Oral Versus Parenteral Administration • As long as there is some intrinsic factor present, the vitamin will be administered orally since only a few micrograms need be absorbed. • Otherwise standard practice has been administering IM injections weekly or monthly schedule. • Recent studies have shown that oral or sublingual administration of 500- 2,000 μg cyanocobalamin is effective. • The trial indicated that oral administration should be tried before parenteral. • NOTE: About 1% of orally administered cyanocobalamin is absorbed without intrinsic factor. • Another alternative to IM injection is a gel for intranasal administration using a metered inhaler. • It is not indicated for patients with active pernicious anemia. • Rather it is indicated for patients who have dietary deficiencies (potentially strict vegetarians) or malabsorption due to structural or functional damage to the stomach where intrinsic factor is produced or the ileum where B12 is absorbed. • These conditions can be caused by surgical removal of the stomach or ileum or chronic intestinal inflamatory disease (parasites, enteropathies, autoimmune, etc).
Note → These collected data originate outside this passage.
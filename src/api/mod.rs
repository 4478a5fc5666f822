//! # API Module
//!
//! HTTP interface for the Producto resource.
//!
//! ## Endpoints Overview
//!
//! ### Producto Operations
//! - `POST /productos` - Create producto
//! - `GET /productos` - List every producto
//! - `GET /productos/{id}` - Get producto by ID
//! - `PUT /productos/{id}` - Partial update, answers with the updated producto
//! - `DELETE /productos/{id}` - Delete producto
//!
//! ### System Essentials
//! - `GET /health` - Health check
//! - `GET /` - Service descriptor

pub mod extract;
pub mod handlers;
pub mod routes;
pub mod server;

// Re-export commonly used items
pub use handlers::{ActualizacionResponse, ErrorResponse, HealthResponse, MensajeResponse};
pub use server::{create_app, start_server};
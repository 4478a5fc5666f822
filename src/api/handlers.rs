//! HTTP request handlers for the Producto API
//!
//! Each handler translates one request into a service call and maps the
//! service's errors onto a fixed, coarse set of status codes.

use axum::{extract::State, http::StatusCode, response::Json};
use serde::{Deserialize, Serialize};
use serde_json::json;
use tracing::{error, info, warn};

use super::extract::{JsonRequest, ProductoId};
use crate::core::{AppState, StorageType};
use crate::service::ServiceError;
use crate::types::Producto;

/// Confirmation message body
#[derive(Debug, Serialize, Deserialize)]
pub struct MensajeResponse {
    /// Human readable confirmation
    pub mensaje: String,
}

/// Body returned by a successful update
#[derive(Debug, Serialize, Deserialize)]
pub struct ActualizacionResponse {
    /// Human readable confirmation
    pub mensaje: String,
    /// The product as re-read after the update, `null` if that read failed
    pub producto: Option<Producto>,
}

/// Error response body
#[derive(Debug, Serialize, Deserialize)]
pub struct ErrorResponse {
    /// Always false
    pub success: bool,
    /// Error message
    pub error: String,
}

impl ErrorResponse {
    /// Build a failure body
    pub fn new(error: impl Into<String>) -> Self {
        Self {
            success: false,
            error: error.into(),
        }
    }
}

/// System health check response
#[derive(Debug, Serialize, Deserialize)]
pub struct HealthResponse {
    /// Current system status
    pub status: String,
    /// Service version
    pub version: String,
}

/// Error half of every handler result
pub type ApiError = (StatusCode, Json<ErrorResponse>);

fn api_error(status: StatusCode, message: impl Into<String>) -> ApiError {
    (status, Json(ErrorResponse::new(message)))
}

fn mensaje(texto: &str) -> Json<MensajeResponse> {
    Json(MensajeResponse {
        mensaje: texto.to_string(),
    })
}

/// Status code for a failed update. Everything not itemized is a 500.
fn update_error_status(err: &ServiceError) -> StatusCode {
    match err {
        ServiceError::EmptyIdentifier | ServiceError::NoFieldsToUpdate => StatusCode::BAD_REQUEST,
        ServiceError::ProductNotFound => StatusCode::NOT_FOUND,
        ServiceError::Repository(_) => StatusCode::INTERNAL_SERVER_ERROR,
    }
}

/// `POST /productos`
pub async fn create_producto(
    State(state): State<AppState>,
    JsonRequest(producto): JsonRequest<Producto>,
) -> Result<(StatusCode, Json<MensajeResponse>), ApiError> {
    match state.productos.create(producto).await {
        Ok(id) => {
            info!(%id, "Producto created");
            Ok((StatusCode::CREATED, mensaje("Producto creado correctamente")))
        }
        Err(e) => {
            error!("Failed to create producto: {}", e);
            Err(api_error(
                StatusCode::INTERNAL_SERVER_ERROR,
                "Error al crear el producto",
            ))
        }
    }
}

/// `GET /productos`
pub async fn list_productos(
    State(state): State<AppState>,
) -> Result<Json<Vec<Producto>>, ApiError> {
    state.productos.list_all().await.map(Json).map_err(|e| {
        error!("Failed to list productos: {}", e);
        api_error(StatusCode::INTERNAL_SERVER_ERROR, "Error al obtener productos")
    })
}

/// `GET /productos/{id}`
pub async fn get_producto(
    State(state): State<AppState>,
    ProductoId(id): ProductoId,
) -> Result<Json<Producto>, ApiError> {
    if id.is_empty() {
        return Err(api_error(StatusCode::BAD_REQUEST, "ID del producto requerido"));
    }

    state.productos.get_by_id(&id).await.map(Json).map_err(|e| {
        warn!(%id, "Producto lookup failed: {}", e);
        api_error(StatusCode::NOT_FOUND, "Producto no encontrado")
    })
}

/// `PUT /productos/{id}`
///
/// After a successful update the product is read back. A failed read-back
/// still answers 200, with `producto: null`.
pub async fn update_producto(
    State(state): State<AppState>,
    ProductoId(id): ProductoId,
    JsonRequest(parcial): JsonRequest<Producto>,
) -> Result<Json<ActualizacionResponse>, ApiError> {
    if let Err(e) = state.productos.update(&id, parcial).await {
        let status = update_error_status(&e);
        if status == StatusCode::INTERNAL_SERVER_ERROR {
            error!(%id, "Failed to update producto: {}", e);
            return Err(api_error(status, "Error interno del servidor"));
        }
        warn!(%id, "Rejected producto update: {}", e);
        return Err(api_error(status, e.to_string()));
    }

    let producto = match state.productos.get_by_id(&id).await {
        Ok(producto) => Some(producto),
        Err(e) => {
            warn!(%id, "Updated producto could not be read back: {}", e);
            None
        }
    };

    info!(%id, "Producto updated");
    Ok(Json(ActualizacionResponse {
        mensaje: "Producto actualizado correctamente".to_string(),
        producto,
    }))
}

/// `DELETE /productos/{id}`
pub async fn delete_producto(
    State(state): State<AppState>,
    ProductoId(id): ProductoId,
) -> Result<Json<MensajeResponse>, ApiError> {
    if id.is_empty() {
        return Err(api_error(StatusCode::BAD_REQUEST, "ID del producto requerido"));
    }

    match state.productos.delete(&id).await {
        Ok(()) => {
            info!(%id, "Producto deleted");
            Ok(mensaje("Producto eliminado correctamente"))
        }
        Err(e) => {
            error!(%id, "Failed to delete producto: {}", e);
            Err(api_error(
                StatusCode::INTERNAL_SERVER_ERROR,
                "Error al eliminar el producto",
            ))
        }
    }
}

// System handlers

/// Health check endpoint
pub async fn health_check() -> Json<HealthResponse> {
    Json(HealthResponse {
        status: "healthy".to_string(),
        version: env!("CARGO_PKG_VERSION").to_string(),
    })
}

/// Root API endpoint
pub async fn root_handler(State(state): State<AppState>) -> Json<serde_json::Value> {
    let storage = match state.config.storage.storage_type {
        StorageType::Mongo => "mongo",
        StorageType::Memory => "memory",
    };

    Json(json!({
        "service": "producto-service",
        "version": env!("CARGO_PKG_VERSION"),
        "status": "operational",
        "storage": storage,
        "endpoints": {
            "productos": "/productos",
            "health": "/health"
        }
    }))
}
Cyanocobalamin DRIs-1 • AI • Infants 0.4 - 0.5 μg/day • EAR • Children (1 - 13 years) 0.7 - 1.5 μg/day • Adolescents (14 - 18 years) 2.0 μg/day • Men & Women (19 - 50+ years) 2.0 μg/day • Pregnancy 2.2 μg/day • Lactation 2.4 μg/day
Cyanocobalamin DRIs-2 • RDA • Children (1 - 13 years) 0.9 - 1.8 μg/day • Adolescents (14 - 18 years) 2.4 μg/day • Men & Women (19 - 50+ years) 2.4 μg/day • Pregnancy 2.6 μg/day • Lactation 2.8 μg/day • UL • None reported
Food Sources • Liver • Kidney • Red meat • Dairy products • Clams and mussels high concentrations.